Gallbladder Symptoms – What To Look For
The gallbladder is not an organ that most people give any thought to. When it starts to give a person problems though, it can be very painful and very serious if left untreated.
The gallbladder itself is a four-inch pear shaped organ located just under the liver in the upper right region of the abdomen. The gallbladder is used to store bile, which is produced by the liver to assist the body in digesting fat, helping to absorb fat-soluble vitamins and nutrients. Bile is released by the gallbladder into the digestive system after a food is eaten. A healthy gallbladder does this painlessly and automatically, however when there are issues present, the ducts through which the bile is supposed to travel is potentially blocked or it stops working properly.

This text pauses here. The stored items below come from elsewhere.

//! Key derivation and signing for Filecoin wallets
//!
//! This crate provides:
//! - BIP-39/BIP-32 derivation along `m/44'/461'/0'/0/<account>`
//! - secp256k1 keys (`f1` addresses, recoverable ECDSA signatures)
//! - BLS12-381 keys (`f3` addresses, min_pk signatures)
//! - Lotus-compatible key record export
//! - Message signing dispatched on the sender address protocol
//!
//! Seed phrases and key material are zeroized on drop and never logged.

#![cfg_attr(not(test), deny(clippy::unwrap_used))]

pub mod bls;
pub mod error;
pub mod keys;
pub mod mnemonic;
pub mod secp256k1;
pub mod secure;
pub mod signer;
pub mod wallet;

// BLS12-381 exports
pub use bls::{BlsKeyPair, BlsPublicKey, BlsSecretKey, BlsSignature, DST_FILECOIN};

// Secp256k1 exports
pub use secp256k1::{Secp256k1KeyPair, Secp256k1PublicKey, Secp256k1SecretKey, Secp256k1Signature};

// Scheme-tagged keys
pub use keys::{address_for, export_key, KeyScheme, PrivateKey, PublicKey};

// Error exports
pub use error::{BlsError, CryptoError, CryptoResult};

// Secure memory exports
pub use secure::{DerivationInfo, DerivedKeyMaterial, SecretArray, SecretString};

// Mnemonic exports
pub use mnemonic::{
    derive, derive_address, derive_key_material, derive_keys, DerivationConfig, Mnemonic, MnemonicError,
    DEFAULT_DERIVATION_PATH, FILECOIN_COIN_TYPE,
};

// Signing exports
pub use signer::{
    sign_digest, sign_digest_with_key_bytes, verify_signature, verify_signed_message,
};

If you are prone to gallbladder symptoms or gallstones, you need to watch out for some of the warning signs. There are many symptoms of gallbladder that can be difficult to read. For example, the pain can be so severe that it may feel like you are having a heart attack or it may be confused with heartburn. Pain in the mid-right or upper-right section of the abdomen is highly common. The majority of the time, this pain should come and go however there are more severe cases where the pain is frequent. This pain can spread in to the chest and back as well. It is not uncommon for this pain to cause nausea or vomiting and, when left untreated, long-term gallbladder diseases can lead to somewhat permanent changes in the digestive system that can cause nausea semi-regularly.
Fever or chills when dealing with gallstones or gallbladder problems can mean an infection in the body. If this is the case, seek medical attention immediately. Changes in bowel movements is another symptom for gallbladder problems. Diarrhea that is frequent and unexplained or light-colored stools can point to a wide range of issues associated with the gallbladder. There may also be changes in urine present such as darker urine signifying a bile duct block. Jaundice is another symptom that occurs when the liver is not able to move the bile to the intestines. This is most often the result of a bile duct blockage due to the gallstones.
That said, as you deal with these symptoms, if the pain is intermittent and mild in nature, there is no reason to seek immediate attention but should still be addressed to rule out any serious conditions. This kind of pain can be handled through alternative, healthy and natural therapies. If your pain does not go away in five hours’ time; if there is fever, nausea or vomiting; or if there are changes in bowel movement and urine; or a combination of these, a trip to the emergency room might be best for immediate relief.